Hope you can help me. I'm implementing Firebase Authentification on my application and wanted to know if it is possible to manually send reset password email, which implies, get the oobCode from Firebase. I want to do that because, when Firebase sends the reset email, there is the apiKey in the link https://test13013.firebaseapp.com/__/auth/action?mode=resetPassword&oobCode=XXXXXXX&apiKey=XXXXXXX.

I don't want to expose my apiKey, because anyone can use it to query my Firebase user database.

Is there a way to get oobCode for a specific action (reset password, email verification, user, update, etc...)

Thanks

harold

[Bassam]

Hey Harold,

The API key is needed on the landing page to process the action. It is also possible a developer could use the same landing page for multiple projects with different API keys, we have to pass the API key corresponding to the code so it can be processed correctly.
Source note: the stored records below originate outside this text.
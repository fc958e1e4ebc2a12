//! Tests for the ID-stable index

#[cfg(test)]
mod tests {
    use crate::error::Error;
    use crate::index::IdMapIndex;
    use crate::SENTINEL_ID;
    use rand::rngs::StdRng;
    use rand::{Rng, SeedableRng};
    use tempfile::tempdir;

    const DIMENSION: usize = 32;

    fn random_vectors(n: usize, seed: u64) -> Vec<Vec<f32>> {
        let mut rng = StdRng::seed_from_u64(seed);
        (0..n)
            .map(|_| (0..DIMENSION).map(|_| rng.gen::<f32>()).collect())
            .collect()
    }

    fn populated_index(dir: &std::path::Path, n: usize) -> (IdMapIndex, Vec<Vec<f32>>) {
        let mut index = IdMapIndex::open(dir.join("test.index"), DIMENSION).unwrap();
        let vectors = random_vectors(n, 7);
        index.insert_many(&vectors).unwrap();
        (index, vectors)
    }

    #[test]
    fn test_fresh_index_is_empty() {
        // Arrange & Act
        let dir = tempdir().unwrap();
        let index = IdMapIndex::open(dir.path().join("test.index"), DIMENSION).unwrap();

        // Assert
        assert_eq!(index.len(), 0);
        assert!(index.is_empty());
        assert_eq!(index.dimension(), DIMENSION);
    }

    #[test]
    fn test_insert_one_assigns_sequential_ids() {
        // Arrange
        let dir = tempdir().unwrap();
        let mut index = IdMapIndex::open(dir.path().join("test.index"), DIMENSION).unwrap();
        let vectors = random_vectors(3, 1);

        // Act & Assert
        assert_eq!(index.insert_one(&vectors[0]).unwrap(), 0);
        assert_eq!(index.insert_one(&vectors[1]).unwrap(), 1);
        assert_eq!(index.insert_one(&vectors[2]).unwrap(), 2);
        assert_eq!(index.len(), 3);
    }

    #[test]
    fn test_insert_one_self_match_at_distance_zero() {
        // Arrange
        let dir = tempdir().unwrap();
        let mut index = IdMapIndex::open(dir.path().join("test.index"), DIMENSION).unwrap();
        let vector = random_vectors(1, 2).pop().unwrap();

        // Act
        let id = index.insert_one(&vector).unwrap();
        let (ids, distances) = index.find_one(&vector, 1).unwrap();

        // Assert
        assert_eq!(ids, vec![id]);
        assert_eq!(distances, vec![0.0]);
    }

    #[test]
    fn test_insert_many_returns_contiguous_block() {
        // Arrange
        let dir = tempdir().unwrap();
        let (mut index, _) = populated_index(dir.path(), 4);

        // Act - second batch starts where the first ended
        let ids = index.insert_many(&random_vectors(6, 3)).unwrap();

        // Assert
        assert_eq!(ids, vec![4, 5, 6, 7, 8, 9]);
        assert_eq!(index.len(), 10);
    }

    #[test]
    fn test_insert_dimension_mismatch() {
        // Arrange
        let dir = tempdir().unwrap();
        let mut index = IdMapIndex::open(dir.path().join("test.index"), DIMENSION).unwrap();

        // Act
        let err = index.insert_one(&vec![0.5; DIMENSION - 1]).unwrap_err();

        // Assert
        assert!(matches!(
            err,
            Error::DimensionMismatch {
                expected: DIMENSION,
                actual: 31
            }
        ));
    }

    #[test]
    fn test_find_one_returns_known_neighbor() {
        // Arrange
        let dir = tempdir().unwrap();
        let (index, vectors) = populated_index(dir.path(), 100);

        // Act
        let (ids, distances) = index.find_one(&vectors[3], 10).unwrap();

        // Assert
        assert_eq!(ids.len(), 10);
        assert_eq!(ids[0], 3);
        assert_eq!(distances[0], 0.0);
    }

    #[test]
    fn test_find_one_sentinel_padding_passes_through() {
        // Arrange
        let dir = tempdir().unwrap();
        let (index, vectors) = populated_index(dir.path(), 2);

        // Act
        let (ids, _) = index.find_one(&vectors[0], 10).unwrap();

        // Assert
        assert_eq!(ids.len(), 10);
        assert_eq!(ids[2..], [SENTINEL_ID; 8]);
    }

    #[test]
    fn test_find_many_independent_rows() {
        // Arrange
        let dir = tempdir().unwrap();
        let (index, vectors) = populated_index(dir.path(), 100);

        // Act
        let (ids, distances) = index.find_many(&vectors[..4], 10).unwrap();

        // Assert
        assert_eq!(ids.len(), 4);
        for (row, (row_ids, row_distances)) in ids.iter().zip(&distances).enumerate() {
            assert_eq!(row_ids[0], row as i64);
            assert_eq!(row_distances[0], 0.0);
        }
    }

    #[test]
    fn test_update_one_repoints_id() {
        // Arrange
        let dir = tempdir().unwrap();
        let (mut index, _) = populated_index(dir.path(), 100);
        let new_vector = random_vectors(1, 11).pop().unwrap();

        // Act
        let returned = index.update_one(&new_vector, 15).unwrap();
        let (ids, distances) = index.find_one(&new_vector, 1).unwrap();

        // Assert
        assert_eq!(returned, 15);
        assert_eq!(ids, vec![15]);
        assert_eq!(distances, vec![0.0]);
        assert_eq!(index.len(), 100);
    }

    #[test]
    fn test_update_one_absent_id_inserts() {
        // Arrange - removal of a missing ID is a no-op, so the add lands
        let dir = tempdir().unwrap();
        let (mut index, _) = populated_index(dir.path(), 10);
        let new_vector = random_vectors(1, 12).pop().unwrap();

        // Act
        index.update_one(&new_vector, 500).unwrap();

        // Assert
        assert_eq!(index.len(), 11);
        let (ids, _) = index.find_one(&new_vector, 1).unwrap();
        assert_eq!(ids, vec![500]);
    }

    #[test]
    fn test_update_many_repoints_target_ids() {
        // Arrange
        let dir = tempdir().unwrap();
        let (mut index, _) = populated_index(dir.path(), 100);
        let new_vectors = random_vectors(5, 13);
        let targets: Vec<i64> = (3..8).collect();

        // Act
        let returned = index.update_many(&new_vectors, &targets).unwrap();
        let (ids, distances) = index.find_many(&new_vectors, 10).unwrap();

        // Assert
        assert_eq!(returned, targets);
        assert_eq!(index.len(), 100);
        for (row, (row_ids, row_distances)) in ids.iter().zip(&distances).enumerate() {
            assert_eq!(row_ids[0], 3 + row as i64);
            assert_eq!(row_distances[0], 0.0);
        }
    }

    #[test]
    fn test_update_many_length_mismatch() {
        // Arrange
        let dir = tempdir().unwrap();
        let (mut index, _) = populated_index(dir.path(), 10);

        // Act
        let err = index
            .update_many(&random_vectors(5, 14), &[1, 2, 3])
            .unwrap_err();

        // Assert
        assert!(matches!(
            err,
            Error::LengthMismatch { vectors: 5, ids: 3 }
        ));
    }

    #[test]
    fn test_save_and_reload_round_trip() {
        // Arrange
        let dir = tempdir().unwrap();
        let path = dir.path().join("test.index");
        let (index, vectors) = populated_index(dir.path(), 50);

        // Act
        index.save().unwrap();
        let reloaded = IdMapIndex::open(&path, DIMENSION).unwrap();

        // Assert - same size, same search results
        assert_eq!(reloaded.len(), index.len());
        let (ids, distances) = reloaded.find_one(&vectors[17], 1).unwrap();
        assert_eq!(ids, vec![17]);
        assert_eq!(distances, vec![0.0]);
    }

    #[test]
    fn test_persist_creates_parent_directories() {
        // Arrange
        let dir = tempdir().unwrap();
        let nested = dir.path().join("a").join("b").join("test.index");
        let (index, _) = populated_index(dir.path(), 5);

        // Act
        index.persist(&nested).unwrap();

        // Assert
        assert!(nested.is_file());
        assert_eq!(IdMapIndex::open(&nested, DIMENSION).unwrap().len(), 5);
    }

    #[test]
    fn test_loaded_dimension_wins_over_requested() {
        // Arrange - snapshot written at dimension 32
        let dir = tempdir().unwrap();
        let path = dir.path().join("test.index");
        let (index, _) = populated_index(dir.path(), 5);
        index.save().unwrap();

        // Act - caller asks for a different dimension
        let reloaded = IdMapIndex::open(&path, 64).unwrap();

        // Assert
        assert_eq!(reloaded.dimension(), DIMENSION);
    }

    #[test]
    fn test_ids_are_monotonic_across_updates() {
        // Arrange - updates free and reuse their own IDs, never lowering
        // the count, so fresh inserts keep climbing
        let dir = tempdir().unwrap();
        let (mut index, _) = populated_index(dir.path(), 10);

        // Act
        index
            .update_many(&random_vectors(3, 15), &[0, 1, 2])
            .unwrap();
        let next = index.insert_one(&random_vectors(1, 16)[0]).unwrap();

        // Assert
        assert_eq!(next, 10);
    }
}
Besides, if someone is determined to get your API key, they can just inspect your source code or the network requests. Anything that lives on the client is not really a secret. 

Check this reply for more on this: https://stackoverflow.com/questions/37482366/is-it-safe-to-expose-firebase-apikey-to-the-public

To also allay your concerns, Firebase Auth adds throttling to lookup APIs so such an attack is not feasible.

If you ever suspect anyone using your API key maliciously, you can always revoke it and create a new one from the Google Cloud Console.

Best regards,

Bassam

[Harold Ibouanga]

Hi Bassam, 

Thanks for the support. In fact, I'm using Firebase in rest API mode, so I'm not going to put API Key on the landing page. I use it rather on the server side. I agree that by listening to the network, a malicious person can easily find the API key, but it seems tougher than inspecting the code on client side.

Since Firebase Auth adds throttling to lookup APIs so such an attack is not feasible, It looks great.

Thanks